I'm coming from Bristol should we just sort a time and place at the event?


----------



## mullum (Sep 16, 2011)

I'll PM you my number, when you're there send me an SMS and I'll find you. There is a chance I might not go though, as I'd planned on taking the bike rather than the car. Unfortunately it looks like it's going to rain a fair bit.


----------



## Joe_preece89 (May 25, 2014)

I'm meeting people from Bristol at services near Chippenham just before j17 at half 5 if you want to join us volcom.


----------



## Volcom (Apr 24, 2014)

5.30am mmmm no.

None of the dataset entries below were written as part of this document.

//! Routes for categories (`/v1/categories/**`).

use axum::extract::{Path, Query, State};
use axum::routing::get;
use axum::{Json, Router};
use icd10_catalog::{Category, Dataset, MatchMode, Page, SearchField};
use serde::Serialize;

use crate::error::ApiError;
use crate::params::{sort_and_paginate, ListQuery};
use crate::routes::{blocking, AppState, EntitySummary};

const DEFAULT_COUNT: i64 = 10;
const SEARCH_DEFAULT_COUNT: i64 = 20;

/// Accepted aliases for the subcategory listing path segment.
const SUBCATEGORY_KEYS: [&str; 4] = ["subcategories", "diseases", "diagnosis", "dx"];

pub(crate) fn router() -> Router<AppState> {
    Router::new()
        .route("/", get(list))
        .route("/{category_id}", get(get_one))
        .route("/{category_id}/{key}", get(list_subcategories))
        .route("/search/{field}/{query}", get(search))
}

/// Retrieves all categories, sorted and paginated.
async fn list(
    State(state): State<AppState>,
    Query(query): Query<ListQuery>,
) -> Result<Json<Page<Category>>, ApiError> {
    let categories = blocking(&state, |catalog| Ok(catalog.all_categories(None)?)).await?;
    let page = sort_and_paginate(categories, &query, "id", DEFAULT_COUNT)?;
    Ok(Json(page))
}

#[derive(Serialize)]
struct CategoryDetail {
    id: String,
    label: String,
    #[serde(rename = "blockId")]
    block_id: Option<String>,
    #[serde(rename = "blockLabel")]
    block_label: Option<String>,
    #[serde(rename = "chapterId")]
    chapter_id: Option<String>,
    #[serde(rename = "chapterLabel")]
    chapter_label: Option<String>,
    #[serde(rename = "totalSubcategories")]
    total_subcategories: usize,
}

/// Retrieves one category with its parent block/chapter and subcategory
/// count. Dangling parent references yield partial results.
async fn get_one(
    State(state): State<AppState>,
    Path(category_id): Path<String>,
) -> Result<Json<CategoryDetail>, ApiError> {
    blocking(&state, move |catalog| {
        let category = catalog
            .category(&category_id)?
            .ok_or_else(|| ApiError::not_found("No category was found for given ID"))?;
        let block = catalog.block(&category.block_id)?;
        let chapter = match &block {
            Some(block) => catalog.chapter(&block.chapter_id)?,
            None => None,
        };
        let subcategories = catalog.all_diseases(Some(&category.id))?;
        Ok(Json(CategoryDetail {
            id: category.id,
            label: category.label,
            block_id: block.as_ref().map(|b| b.id.clone()),
            block_label: block.map(|b| b.label),
            chapter_id: chapter.as_ref().map(|c| c.id.clone()),
            chapter_label: chapter.map(|c| c.label),
            total_subcategories: subcategories.len(),
        }))
    })
    .await
}

#[derive(Serialize)]
struct CategorySubcategories {
    #[serde(rename = "chapterId")]
    chapter_id: Option<String>,
    #[serde(rename = "chapterLabel")]
    chapter_label: Option<String>,
    #[serde(rename = "blockId")]
    block_id: Option<String>,
    #[serde(rename = "blockLabel")]
    block_label: Option<String>,
    #[serde(rename = "categoryId")]
    category_id: String,
    #[serde(rename = "categoryLabel")]
    category_label: String,
    #[serde(flatten)]
    page: Page<EntitySummary>,
}

/// Retrieves the subcategories of one category, with codes in dotted
/// display form (`A00.9`), sorted and paginated.
async fn list_subcategories(
    State(state): State<AppState>,
    Path((category_id, key)): Path<(String, String)>,
    Query(query): Query<ListQuery>,
) -> Result<Json<CategorySubcategories>, ApiError> {
    if !SUBCATEGORY_KEYS.contains(&key.to_lowercase().as_str()) {
        return Err(ApiError::invalid_route());
    }

    let (category, block, chapter, diseases) = blocking(&state, move |catalog| {
        let category = catalog
            .category(&category_id)?
            .ok_or_else(|| ApiError::not_found("No category was found for given ID"))?;
        let block = catalog.block(&category.block_id)?;
        let chapter = match &block {
            Some(block) => catalog.chapter(&block.chapter_id)?,
            None => None,
        };
        let diseases = catalog.all_diseases(Some(&category.id))?;
        Ok((category, block, chapter, diseases))
    })
    .await?;

    let summaries: Vec<EntitySummary> = diseases
        .iter()
        .map(|d| EntitySummary {
            id: d.dotted_code(),
            label: d.name.clone(),
        })
        .collect();
    let page = sort_and_paginate(summaries, &query, "id", DEFAULT_COUNT)?;

    Ok(Json(CategorySubcategories {
        chapter_id: chapter.as_ref().map(|c| c.id.clone()),
        chapter_label: chapter.map(|c| c.label),
        block_id: block.as_ref().map(|b| b.id.clone()),
        block_label: block.map(|b| b.label),
        category_id: category.id,
        category_label: category.label,
        page,
    }))
}

/// Searches categories by id or label.
async fn search(
    State(state): State<AppState>,
    Path((field, query_string)): Path<(String, String)>,
    Query(query): Query<ListQuery>,
) -> Result<Json<Page<Category>>, ApiError> {
    let field = SearchField::parse(Dataset::Categories, &field)
        .map_err(|_| ApiError::invalid_route())?;
    let mode = match field {
        SearchField::Id => MatchMode::Prefix,
        _ => MatchMode::Substring,
    };
    let matches = blocking(&state, move |catalog| {
        Ok(catalog.search_categories(field, &query_string, mode)?)
    })
    .await?;
    let page = sort_and_paginate(matches, &query, "id", SEARCH_DEFAULT_COUNT)?;
    Ok(Json(page))
}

Hahahaha thanks for asking far to early for me.


----------



## mullum (Sep 16, 2011)

Joe pm me your number and I'll text you when I'm- we're there, maybe say hello ?


----------



## Volcom (Apr 24, 2014)

Yep Jo send me your number mate.


----------



## Suzuka (Oct 15, 2012)

I'm coming from winchester


----------



## Volcom (Apr 24, 2014)

If anyone's going then drop me a PM see you later today.


----------



## mullum (Sep 16, 2011)

Great day today, the rain stopped around midday and the clouds parted. We were treated to great sunshine and lots of nice cars - including my new favourite TT of all time !

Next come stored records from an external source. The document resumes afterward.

//! Category dataset records.

use csv::StringRecord;
use icd10_types::Category;

use crate::dataset::Dataset;
use crate::page::FieldView;
use crate::parser::CatalogRecord;
use crate::types::CatalogResult;

impl CatalogRecord for Category {
    const DATASET: Dataset = Dataset::Categories;

    fn from_record(record: &StringRecord) -> CatalogResult<Self> {
        Ok(Category {
            id: record.get(0).unwrap_or("").to_string(),
            label: record.get(1).unwrap_or("").to_string(),
            block_id: record.get(2).unwrap_or("").to_string(),
        })
    }
}

impl FieldView for Category {
    fn field(&self, name: &str) -> Option<&str> {
        match name {
            "id" => Some(&self.id),
            "label" => Some(&self.label),
            "blockId" => Some(&self.block_id),
            _ => None,
        }
    }
}

#[cfg(test)]
mod tests {
    use super::*;

    fn make_record(fields: &[&str]) -> StringRecord {
        let mut record = StringRecord::new();
        for field in fields {
            record.push_field(field);
        }
        record
    }

    #[test]
    fn test_parse_category_record() {
        let record = make_record(&["A00", "Cholera", "A00-A09"]);
        let category = Category::from_record(&record).unwrap();
        assert_eq!(category.id, "A00");
        assert_eq!(category.block_id, "A00-A09");
    }
}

Hung around with Volcom all day, had a great time and learned a lot so cheers mate ;-)

Good show Players, great venue too. I think I might even show my car next year.


----------



## mullum (Sep 16, 2011)

Oh, leather seats = OUT
Tweed = IN
Crackle paint finish on wheels = WIN (although difficult to get an airtight seal)
Air Ride = MUST


----------



## Volcom (Apr 24, 2014)

Great day buddy. Nice to see you and talk rubbish all day, me not you.

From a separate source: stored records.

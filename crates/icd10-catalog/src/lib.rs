//! # icd10-catalog
//!
//! Streaming lookup and search engine over the four ICD-10 catalog files
//! (chapters, blocks, categories, diseases).
//!
//! Every query opens its own lazy, forward-only stream over a flat delimited
//! file and re-scans from the beginning: no cache, no index, no shared
//! mutable state. Point lookups stop at the first match; searches and
//! enumerations scan the whole dataset. Results are ordered and windowed by
//! the generic sort/pagination utility in [`page`] before they leave the
//! engine.
//!
//! ## Usage
//!
//! ```ignore
//! use icd10_catalog::{paginate, sort_by_field, Catalog, MatchMode, Order, SearchField};
//!
//! let catalog = Catalog::from_dir("/data/icd10")?;
//!
//! // Chapter lookups take roman numerals or decimals interchangeably.
//! let chapter = catalog.chapter("4")?;
//!
//! // Accent- and case-insensitive search.
//! let mut hits = catalog.search_diseases(SearchField::Name, "colera", MatchMode::Substring)?;
//!
//! sort_by_field(&mut hits, "code", Order::Asc);
//! let page = paginate(hits, Some(1), Some(20));
//! ```

#![warn(missing_docs)]

mod block;
mod category;
mod chapter;
pub mod dataset;
mod disease;
pub mod lookup;
pub mod page;
pub mod parser;
pub mod search;
mod types;

pub use dataset::{CatalogPaths, Dataset};
pub use lookup::Catalog;
pub use page::{paginate, sort_by_field, FieldView, Order, Page};
pub use parser::{CatalogReader, CatalogRecord};
pub use search::{min_query_len, MatchMode, SearchField};
pub use types::{CatalogError, CatalogResult};

// Re-export the entity types for convenience
pub use icd10_types::{Block, Category, Chapter, Disease};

Not a TT but this was the most epic 63 I've ever seen.


----------



## The Blue Bandit (Sep 22, 2011)

mullum said:


> Great day today, the rain stopped around midday and the clouds parted. We were treated to great sunshine and lots of nice cars - including my new favourite TT of all time !
> 
> 
> 
> ...


... you're a man after my own heart Stephen- I think Dale Buckley's TT is my favourite on the show circuit too ... for me it ticks all the boxes ... sits super-low without massive camber making it look like the whole thing has collapsed, a tiny bit of stretch on the tyres without it looking like they want to part company with the rims on the first roundabout that they see or chew up the inside of the arches ...

... modding a car is all down to individual taste, and changes with the seasons ... while I like the 'euro look' a lot of it has become a little too extreme for my taste- and ultimately I still like a car that looks like it can be driven like it was supposed to be ...

... what I _really _love about Dale's car is how he has made a show car that hasn't 'bastardised' the TT, it almost looks factory- even the paint looks like it could have been an OEM audi colour- it's so fitting ...

... a lot of modded TT's don't really look like TT's any more, and the mods on them aren't in keeping with the lines of the car- they would have been the same mods if they'd put them on a golf, passat etc... etc ...

... Dale has really accentuated what the TT already had- and improved it ... I love the cars that aren't too 'in your face', the ones where the more you look at them, the more little details you start to spot ...
[smiley=thumbsup.gif]


----------



## Volcom (Apr 24, 2014)

The Blue Banditthats amazing and to be fair just what I've been thinking about this car since the first I saw it.


----------